▸ **RECORDS FOR THIS EXERCISE**:
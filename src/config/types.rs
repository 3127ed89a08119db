use crate::handle::FolderHandle;
use serde::{Deserialize, Serialize};
use std::path::PathBuf;
use std::time::Duration;

pub const MIN_CHECK_INTERVAL_MINUTES: u64 = 1;
pub const MAX_CHECK_INTERVAL_MINUTES: u64 = 60;

/// Persisted server settings. The password is never part of this
/// struct: it lives in the secret store and is fetched per mount
/// attempt.
#[derive(Debug, Clone, PartialEq, Serialize, Deserialize)]
pub struct Settings {
    #[serde(default)]
    pub server_address: String,

    #[serde(default)]
    pub username: String,

    #[serde(default = "default_check_interval")]
    pub check_interval_minutes: u64,
}

fn default_check_interval() -> u64 {
    5
}

impl Default for Settings {
    fn default() -> Self {
        Self {
            server_address: String::new(),
            username: String::new(),
            check_interval_minutes: default_check_interval(),
        }
    }
}

impl Settings {
    pub fn check_interval(&self) -> Duration {
        Duration::from_secs(self.check_interval_minutes * 60)
    }

    /// Address and username are present; says nothing about the password
    pub fn has_server_identity(&self) -> bool {
        !self.server_address.is_empty() && !self.username.is_empty()
    }
}

/// The monitored folder: durable handle plus the path shown to the user
#[derive(Debug, Clone, PartialEq, Serialize, Deserialize)]
pub struct WatchTarget {
    pub handle: FolderHandle,

    /// Human-readable path; may go stale if the folder moves
    pub display_path: PathBuf,
}

impl WatchTarget {
    pub fn new(handle: FolderHandle, display_path: PathBuf) -> Self {
        Self {
            handle,
            display_path,
        }
    }
}

/// Target and baseline persist together so replacing the target clears
/// the baseline in the same atomic write.
#[derive(Debug, Clone, Default, PartialEq, Serialize, Deserialize)]
pub struct WatchState {
    #[serde(default, skip_serializing_if = "Option::is_none")]
    pub target: Option<WatchTarget>,

    /// Last successfully observed file count
    #[serde(default, skip_serializing_if = "Option::is_none")]
    pub previous_file_count: Option<u64>,
}
use crate::error::{Result, WatchError};
use std::path::Path;

/// Scoped access to a resolved folder.
///
/// The guard is the access: dropping it is the release, so every exit
/// path of a check cycle releases exactly once — success, enumeration
/// error, or early return.
pub struct ScopedAccess {
    on_release: Option<Box<dyn FnOnce() + Send>>,
}

impl ScopedAccess {
    pub fn new(on_release: Option<Box<dyn FnOnce() + Send>>) -> Self {
        Self { on_release }
    }
}

impl Drop for ScopedAccess {
    fn drop(&mut self) {
        if let Some(release) = self.on_release.take() {
            release();
        }
    }
}

/// Gate between a resolved path and the filesystem operations on it
pub trait AccessBroker: Send + Sync {
    /// Acquire access to `path` for the lifetime of the returned guard.
    fn acquire(&self, path: &Path) -> Result<ScopedAccess>;
}

/// Broker for hosts without a sandbox: acquisition is a readability probe
pub struct DirectAccessBroker;

impl AccessBroker for DirectAccessBroker {
    fn acquire(&self, path: &Path) -> Result<ScopedAccess> {
        std::fs::read_dir(path).map_err(|e| WatchError::AccessDenied {
            path: path.to_path_buf(),
            reason: e.to_string(),
        })?;
        Ok(ScopedAccess::new(None))
    }
}

/// Broker that counts acquisitions and releases, for balance assertions
#[cfg(test)]
#[derive(Clone, Default)]
pub struct RecordingAccessBroker {
    acquired: std::sync::Arc<std::sync::atomic::AtomicUsize>,
    released: std::sync::Arc<std::sync::atomic::AtomicUsize>,
    deny: std::sync::Arc<std::sync::atomic::AtomicBool>,
}

#[cfg(test)]
impl RecordingAccessBroker {
    pub fn new() -> Self {
        Self::default()
    }

    pub fn set_deny(&self, deny: bool) {
        self.deny.store(deny, std::sync::atomic::Ordering::SeqCst);
    }

    pub fn acquired(&self) -> usize {
        self.acquired.load(std::sync::atomic::Ordering::SeqCst)
    }

    pub fn released(&self) -> usize {
        self.released.load(std::sync::atomic::Ordering::SeqCst)
    }

    pub fn is_balanced(&self) -> bool {
        self.acquired() == self.released()
    }
}

#[cfg(test)]
impl AccessBroker for RecordingAccessBroker {
    fn acquire(&self, path: &Path) -> Result<ScopedAccess> {
        use std::sync::atomic::Ordering;

        if self.deny.load(Ordering::SeqCst) {
            return Err(WatchError::AccessDenied {
                path: path.to_path_buf(),
                reason: "denied by test broker".to_string(),
            });
        }

        self.acquired.fetch_add(1, Ordering::SeqCst);
        let released = std::sync::Arc::clone(&self.released);
        Ok(ScopedAccess::new(Some(Box::new(move || {
            released.fetch_add(1, Ordering::SeqCst);
        }))))
    }
}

▸ **WORK ORDER**: Starting at the line above that holds "to the user" and ending at the line that holds "the folder moves", transcribe each line exactly and include no other lines.

▸ **WRITTEN RESPONSE**:
/// The monitored folder: durable handle plus the path shown to the user
#[derive(Debug, Clone, PartialEq, Serialize, Deserialize)]
pub struct WatchTarget {
    pub handle: FolderHandle,

    /// Human-readable path; may go stale if the folder moves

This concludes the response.